Effective Synthesis and Biological Evaluation of Natural and Designed Bis(indolyl)methanes via Taurine-Catalyzed Green Approach.

Abstract

An ecofriendly, inexpensive, and efficient route for synthesizing 3,3′-bis(indolyl)methanes (BIMs) and their derivatives was carried out by an electrophilic substitution reaction of indole with structurally divergent aldehydes and ketones using taurine and water as a green catalyst and solvent, respectively, under sonication conditions. Using water as the only solvent, the catalytic process demonstrated outstanding activity, productivity, and broad functional group tolerance, affording the required BIM natural products and derivatives in excellent yields (59–90%). Furthermore, in silico based structure activity analysis of the synthesized BIM derivatives divulges their potential ability to bind antineoplastic drug target and spindle motor protein kinesin Eg5. The precise binding mode of BIM derivatives with the ATPase motor domain of Eg5 is structurally reminiscent with previously reported allosteric inhibitor Arry520, which is under phase III clinical trials.

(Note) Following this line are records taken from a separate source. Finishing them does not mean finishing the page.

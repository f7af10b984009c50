//! Aufbau einer Pipeline
//!
//! Alle Format- und Konfigurationsfehler werden hier synchron gemeldet,
//! bevor ein Thread gestartet wird.

use std::sync::Arc;
use std::time::Duration;

use tracing::{debug, info};

use super::orchestrator::{Parts, Pipeline};
use super::state::RetryPolicy;
use crate::buffer::{FrameBuffer, DEFAULT_CAPACITY};
use crate::endpoint::{FrameSink, FrameSource};
use crate::error::{AudioError, AudioResult};
use crate::format::StreamFormat;
use crate::metering::MeteringStage;
use crate::observer::{LogDisplay, PipelineDisplay, OBSERVER_QUEUE};
use crate::stats::DEFAULT_INTERVAL;
use crate::transform::{TransformChain, TransformStage};

/// Standard-Timeout fuer das Leeren beim Stoppen
pub const DEFAULT_DRAIN_TIMEOUT: Duration = Duration::from_secs(2);

/// Laufzeit-Parameter einer Pipeline
#[derive(Debug, Clone, Copy, PartialEq, Eq)]
pub struct PipelineConfig {
    /// Plaetze im Frame-Puffer zwischen Treiber und Senke
    pub buffer_capacity: usize,
    pub drain_timeout: Duration,
    pub stats_interval: Duration,
    pub retry: RetryPolicy,
    /// Plaetze in der Beobachter-Queue
    pub observer_queue: usize,
}

impl Default for PipelineConfig {
    fn default() -> Self {
        Self {
            buffer_capacity: DEFAULT_CAPACITY,
            drain_timeout: DEFAULT_DRAIN_TIMEOUT,
            stats_interval: DEFAULT_INTERVAL,
            retry: RetryPolicy::default(),
            observer_queue: OBSERVER_QUEUE,
        }
    }
}

/// Verbindet Quelle, Stufen und Senke zu einer Pipeline
pub struct PipelineBuilder {
    name: String,
    source: Option<Box<dyn FrameSource>>,
    sink: Option<Box<dyn FrameSink>>,
    chain: TransformChain,
    config: PipelineConfig,
    display: Option<Arc<dyn PipelineDisplay>>,
}

impl PipelineBuilder {
    pub fn new(name: impl Into<String>) -> Self {
        Self {
            name: name.into(),
            source: None,
            sink: None,
            chain: TransformChain::empty(),
            config: PipelineConfig::default(),
            display: None,
        }
    }

    pub fn source(mut self, source: impl FrameSource + 'static) -> Self {
        self.source = Some(Box::new(source));
        self
    }

    pub fn boxed_source(mut self, source: Box<dyn FrameSource>) -> Self {
        self.source = Some(source);
        self
    }

    pub fn sink(mut self, sink: impl FrameSink + 'static) -> Self {
        self.sink = Some(Box::new(sink));
        self
    }

    pub fn boxed_sink(mut self, sink: Box<dyn FrameSink>) -> Self {
        self.sink = Some(sink);
        self
    }

    /// Haengt eine Stufe an die Kette
    pub fn stage(mut self, stage: impl TransformStage + 'static) -> Self {
        self.chain.push(Box::new(stage));
        self
    }

    pub fn boxed_stage(mut self, stage: Box<dyn TransformStage>) -> Self {
        self.chain.push(stage);
        self
    }

    pub fn config(mut self, config: PipelineConfig) -> Self {
        self.config = config;
        self
    }

    pub fn buffer_capacity(mut self, capacity: usize) -> Self {
        self.config.buffer_capacity = capacity;
        self
    }

    pub fn drain_timeout(mut self, timeout: Duration) -> Self {
        self.config.drain_timeout = timeout;
        self
    }

    pub fn stats_interval(mut self, interval: Duration) -> Self {
        self.config.stats_interval = interval;
        self
    }

    pub fn retry(mut self, retry: RetryPolicy) -> Self {
        self.config.retry = retry;
        self
    }

    pub fn display(mut self, display: Arc<dyn PipelineDisplay>) -> Self {
        self.display = Some(display);
        self
    }

    /// Prueft Formate und Parameter und erstellt die Pipeline im Zustand Idle
    pub fn build(self) -> AudioResult<Pipeline> {
        let source = self
            .source
            .ok_or_else(|| AudioError::Konfiguration("Pipeline ohne Quelle".into()))?;
        let sink = self
            .sink
            .ok_or_else(|| AudioError::Konfiguration("Pipeline ohne Senke".into()))?;

        if self.config.drain_timeout.is_zero() {
            return Err(AudioError::Konfiguration("Drain-Timeout muss > 0 sein".into()));
        }
        if self.config.stats_interval.is_zero() {
            return Err(AudioError::Konfiguration("Statistik-Intervall muss > 0 sein".into()));
        }

        let source_format = source.format();
        source_format.validieren()?;
        let output = self.chain.output_format(&StreamFormat::Pcm(source_format))?;
        sink.accepts(&output)?;

        let (producer, consumer) = FrameBuffer::new(self.config.buffer_capacity)?;

        let metering = match &output {
            StreamFormat::Pcm(format) => Some(MeteringStage::new(*format)),
            StreamFormat::Encoded { codec } => {
                debug!(%codec, "Kodierter Strom, keine Lautstaerke-Messung");
                None
            }
        };

        info!(
            pipeline = %self.name,
            quelle = source.name(),
            senke = sink.name(),
            stufen = ?self.chain.names(),
            eingang = %source_format,
            ausgang = %output,
            puffer = self.config.buffer_capacity,
            "Pipeline aufgebaut"
        );

        let display = self.display.unwrap_or_else(|| Arc::new(LogDisplay));
        Ok(Pipeline::new(
            self.name,
            Parts {
                source,
                sink,
                chain: self.chain,
                producer,
                consumer,
                metering,
            },
            source_format,
            output,
            self.config,
            display,
        ))
    }
}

Nevertheless, detailed analysis of the binding poses indicates that BIM derivatives bind the allosteric pocket of the Eg5 motor domain more robustly than Arry520; moreover, unlike Arry520, BIM binding is found to be resistant to drug-resistant mutations of Eg5. Accordingly, a structure-guided mechanism of Eg5 inhibition by synthesized BIM derivatives is proposed.